Open dethe opened 7 years ago
citation.js seems very promising and has an npm module. Natively outputs as human readable Harvard, APA, and Vancouver and also as the machine readable BibTeX, BibTXT, and CSL-JSON. It looks like you can add extra human readable style formats from here, but I don't see anyway to add all of the other machine readable formats that Robert listed here.
I was looking at the documentation for Zotero's formats and saw that they linked to bibutils, which is a set of commandline applications which, using XML as an intermediate format, could convert to a few additional machine readable formats. I found an example online of these tools interfacing with node, so it's a potentially viable approach.
I just noticed that bibutils is GPL, so perhaps something to be avoided.
We are fully open source, and while it doesn't look like we've actually chosen a license yet (we should do that!) I imagine we'll choose one that is either GPL or compatible with it, so I don't see the bibutils license as a problem.
Will citation.js or bibutils require any data which is not already in our schema?
Unless I'm overlooking something that I'll encounter later, I don't think so.
I took a look at citing on wikipedia, and there's really nothing there that the Participedia schema doesn't have. (Versioning, yes, but I think that's probably okay. They all have the time accessed anyway.)
As @scottofletcher brought up, author should probably be some text such as 'Partcipedia contributors' (Much like Wikipedia has just 'Wikipedia' or 'Wikipedia contributors' as the author).
...
The concern I have is slightly different. The common format between bibutils and citation.js is BibTeX, but BibTeX doesn't have a entry type for links. Instead, you must use the misc category - but as you can see from the citing on wikipedia
link above, where there should be fields like Publisher
or Access Date
, you must instead hijack the title
and note
fields.
I had (perhaps naively) envisioned giving citation.js some data that it understands (Perhaps even BibTeX) use that to get apa, etc and also have it export a BibTeX for bibutils to use and covert to other formats. I'm afraid that the semantics would be lost for this method.

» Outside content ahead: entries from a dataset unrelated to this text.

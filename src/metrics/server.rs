//! HTTP server for Prometheus metrics endpoint.

use crate::metrics::MetricsRegistry;
use axum::{extract::State, http::StatusCode, response::IntoResponse, routing::get, Router};
use std::net::SocketAddr;
use std::sync::Arc;
use std::thread::JoinHandle;
use thiserror::Error;
use tower_http::cors::CorsLayer;

/// Errors that can occur during metrics server operations.
#[derive(Debug, Error)]
pub enum ServerError {
    /// Listener could not be bound.
    #[error("failed to bind to address: {0}")]
    Bind(#[from] std::io::Error),

    /// Runtime or serve failure.
    #[error("server error: {0}")]
    Server(String),
}

/// Configuration for the metrics server.
#[derive(Debug, Clone)]
pub struct MetricsServerConfig {
    /// Address to bind the server to.
    pub bind_addr: SocketAddr,
}

impl Default for MetricsServerConfig {
    fn default() -> Self {
        Self {
            bind_addr: ([0, 0, 0, 0], 9090).into(),
        }
    }
}

impl MetricsServerConfig {
    /// Creates a config with a custom port.
    pub fn with_port(port: u16) -> Self {
        Self {
            bind_addr: ([0, 0, 0, 0], port).into(),
        }
    }
}

/// HTTP server for exposing Prometheus metrics.
pub struct MetricsServer {
    config: MetricsServerConfig,
    registry: Arc<MetricsRegistry>,
}

impl MetricsServer {
    /// Creates a new metrics server reading from `registry`.
    pub fn new(config: MetricsServerConfig, registry: MetricsRegistry) -> Self {
        Self {
            config,
            registry: Arc::new(registry),
        }
    }

    /// Starts the HTTP server.
    ///
    /// This method runs the server until it is shut down.
    pub async fn run(self) -> Result<(), ServerError> {
        let app = Router::new()
            .route("/metrics", get(metrics_handler))
            .route("/health", get(health_handler))
            .layer(CorsLayer::permissive())
            .with_state(self.registry);

        let listener = tokio::net::TcpListener::bind(self.config.bind_addr).await?;

        tracing::info!(
            addr = %self.config.bind_addr,
            "Metrics server listening"
        );

        axum::serve(listener, app)
            .await
            .map_err(|e| ServerError::Server(e.to_string()))?;

        Ok(())
    }

    /// Runs the server on its own thread with a dedicated runtime, leaving
    /// the caller's thread free for the blocking polling loop.
    pub fn spawn(self) -> JoinHandle<Result<(), ServerError>> {
        std::thread::spawn(move || {
            let runtime = tokio::runtime::Builder::new_multi_thread()
                .worker_threads(1)
                .enable_all()
                .build()?;
            runtime.block_on(self.run())
        })
    }
}

/// Handler for the /metrics endpoint.
async fn metrics_handler(State(registry): State<Arc<MetricsRegistry>>) -> impl IntoResponse {
    match registry.encode() {
        Ok(output) => (
            StatusCode::OK,
            [("content-type", "text/plain; version=0.0.4; charset=utf-8")],
            output,
        ),
        Err(e) => (
            StatusCode::INTERNAL_SERVER_ERROR,
            [("content-type", "text/plain; charset=utf-8")],
            format!("Failed to encode metrics: {}", e),
        ),
    }
}

/// Handler for the /health endpoint.
async fn health_handler() -> impl IntoResponse {
    (StatusCode::OK, "OK")
}

#[cfg(test)]
mod tests {
    use super::*;

    #[test]
    fn test_config_default() {
        let config = MetricsServerConfig::default();
        assert_eq!(config.bind_addr.port(), 9090);
    }

    #[test]
    fn test_config_with_port() {
        let config = MetricsServerConfig::with_port(8080);
        assert_eq!(config.bind_addr.port(), 8080);
    }
}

Here's a couple of examples of data generated by citation.js / bibutils compared to an 'ideal version'
Zotero:
TY - ELEC
TI - BibTeX - Wikipedia
UR - https://en.wikipedia.org/wiki/BibTeX
Y2 - 2017/11/18/12:47:59
L2 - https://en.wikipedia.org/wiki/BibTeX
ER -
And here's that same page, using bibutils
's bib2xml | xml2ris
on the BibTeX entry from the wikipedia Cite This Page
:
TY - STD
AU - Wikipedia,
PY - 2017//
TI - BibTeX ?- Wikipedia, The Free Encyclopedia
UR - https://en.wikipedia.org/w/index.php?title=BibTeX&oldid=801392872
N1 - [Online; accessed 18-November-2017]
ID - wiki:xxx
ER -
Here's the APA citation from Wikipedia's Cite This Page
BibTeX. (2017, September 19). In Wikipedia, The Free Encyclopedia. Retrieved 13:06, November 18, 2017, from https://en.wikipedia.org/w/index.php?title=BibTeX&oldid=801392872
Here's the APA citation as exported by citation.js, using the BibTex entry from the wikipedia Cite This Page
:
Wikipedia. (2017). BibTeX — Wikipedia, The Free Encyclopedia. Retrieved from https://en.wikipedia.org/w/index.php?title=BibTeX&oldid=801392872
...
I think it's pretty clear that BibTeX is the wrong format to import from as it doesn't have enough meaning to convey the data. We always have the option of feeding citation.js and bibutils a different initial format, but BibTeX is the only common import format for the two tools.
Quick update:
Have completed the node wrapper for bibutils; also available on npm.
The goal of this API is to be able to generate citations for Participedia articles (whether cases, methods, etc.) that conform to various publication style requirements (i.e., APA, Chicago, MLA, etc.)
My hope is that there is an existing library for exporting data to these different styles, with a universal set of data requirements which can be mapped into any of the various styles, so I expect the first step is to find out if such a library does in fact exist, if there is a NodeJS library for it, and in the case that there are multiple such libraries, identifying the pros and cons so we can choose one.
The next step is, given a universal citation format, identifying what is missing from that in our current data model and how we propose to add or work around that.
Once we have identified a library and any data model requirements, then we can proceed with implementation.